# 1/8/10 Illinois Pictures



## stroker79 (Dec 2, 2006)

This was a pretty fun storm. Came in 2 phases so it turned out to be about 2.5 days of plowing. It was nice, had a break in the middle to get some sleep and then pushed another fresh 5-6"s. We had a lot of drifting so really we pushed anywhere from 3-15"s. Made some massive piles.

I didnt actually take many pictures, a little too busy but I took a few and some videos.

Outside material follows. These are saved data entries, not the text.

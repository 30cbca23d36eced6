use std::time::Duration;

use config::{Config, ConfigError, Environment, File, FileFormat};
use serde::Deserialize;

#[derive(Debug, Deserialize)]
#[allow(unused)]
pub struct Backend {
    /// Base URL of the authentication backend.
    pub url: String,
    /// Request timeout in seconds.
    pub timeout: u64,
}

impl Backend {
    pub fn timeout(&self) -> Duration {
        Duration::from_secs(self.timeout)
    }
}

impl Default for Backend {
    fn default() -> Self {
        Self {
            url: "http://localhost:3001/api/auth".into(),
            timeout: 10,
        }
    }
}

#[derive(Debug, Deserialize, Default)]
#[allow(unused)]
pub struct Settings {
    pub backend: Backend,
}

impl Settings {
    pub fn new() -> Result<Self, ConfigError> {
        let config = Config::builder()
            .set_default("backend.url", "http://localhost:3001/api/auth")?
            .set_default("backend.timeout", 10)?
            .add_source(
                File::with_name("config.toml")
                    .format(FileFormat::Toml)
                    .required(false),
            )
            .add_source(Environment::default().separator("_").try_parsing(true))
            .build()?;

        config.try_deserialize()
    }
}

Its hard to understand how big a pile is through a picture, and these piles arent HUGE but they are pretty big. And the lot they are in is what makes it so impressive since its only about 35 parking spaces.


----------



## stroker79 (Dec 2, 2006)

This turned out to be a pretty tall pile! Its about 2 feet taller than my truck.










A fresh spread of salt and 10 minutes later its already blacktop. We picked up this lot a couple storms ago because the other guy was doing a bad job. He didnt plow curb to curb like we do and he also puts snow in handicap spots. So that is why the snow is so far off the curbs.


----------



## stroker79 (Dec 2, 2006)




----------



## stroker79 (Dec 2, 2006)

Im getting the rest uploaded. Ill post them as they complete!


----------



## Fatality (Jul 14, 2009)

Nice pictures man! We had the exact same storm pattern you guys had


----------



## stroker79 (Dec 2, 2006)




----------



## stroker79 (Dec 2, 2006)




----------



## sno commander (Oct 16, 2007)

nice vids, looks like you guys got hit pretty good, send some snow my way you guys need a break


----------



## WilliamOak (Feb 11, 2008)

No pics of that stupid little island? lol


----------



## stroker79 (Dec 2, 2006)

WilliamOak;952085 said:


> No pics of that stupid little island? lol


Ill get some for ya next time. It will looks nice with tire marks ran across it.:laughing::laughing::laughing:


----------



## WilliamOak (Feb 11, 2008)

It needs a sign or something saying "hey, you in the silver truck... I'm here but you dont know that so you're just gonna drive right over me causing a bunch of bouncing and noise and embarrassment.... Just warning you".
^that would have helped...


----------



## Quality SR (Oct 25, 2006)

Nice videos Doug. Keep them coming.


----------



## prostk2 (Oct 18, 2009)

Doug
Where are those lots at especially the one you picked up----I might know of the company who was plowing it?? That was a good storm plowed some lots two or three times due to events going on at the businesses. Good videos also


----------



## cpsnowremoval (Oct 28, 2009)

up in kenosha wi we got about a foot more in some places because of the drifts. lake affect and wind were the main factors. otherwise thursday was light snow the night was another story. got 3 hours of sleep and then had to go to school


----------



## plow3232 (Sep 21, 2009)

*nice videos*

same here I worked about 2 1/2 days too 1 1/2 hr of sleep. Good storm, can't wait for the next one. Where are you plowing at? I think I know where


----------



## f250man (Jan 28, 2005)

Nice pics and vids and nice work to


----------



## tls22 (Sep 30, 2007)

Great vids and pics doug....you do very nice work. The mounds are def huge


----------



## GLSS22 (Dec 31, 2007)

Great Videos and pics! Glad to see you have plenty of work! Good luck and keep them coming!


----------



## stroker79 (Dec 2, 2006)

Thanks Yalls!

Im gonna miss it...........


----------



## gkm (Nov 6, 2004)

great pics


----------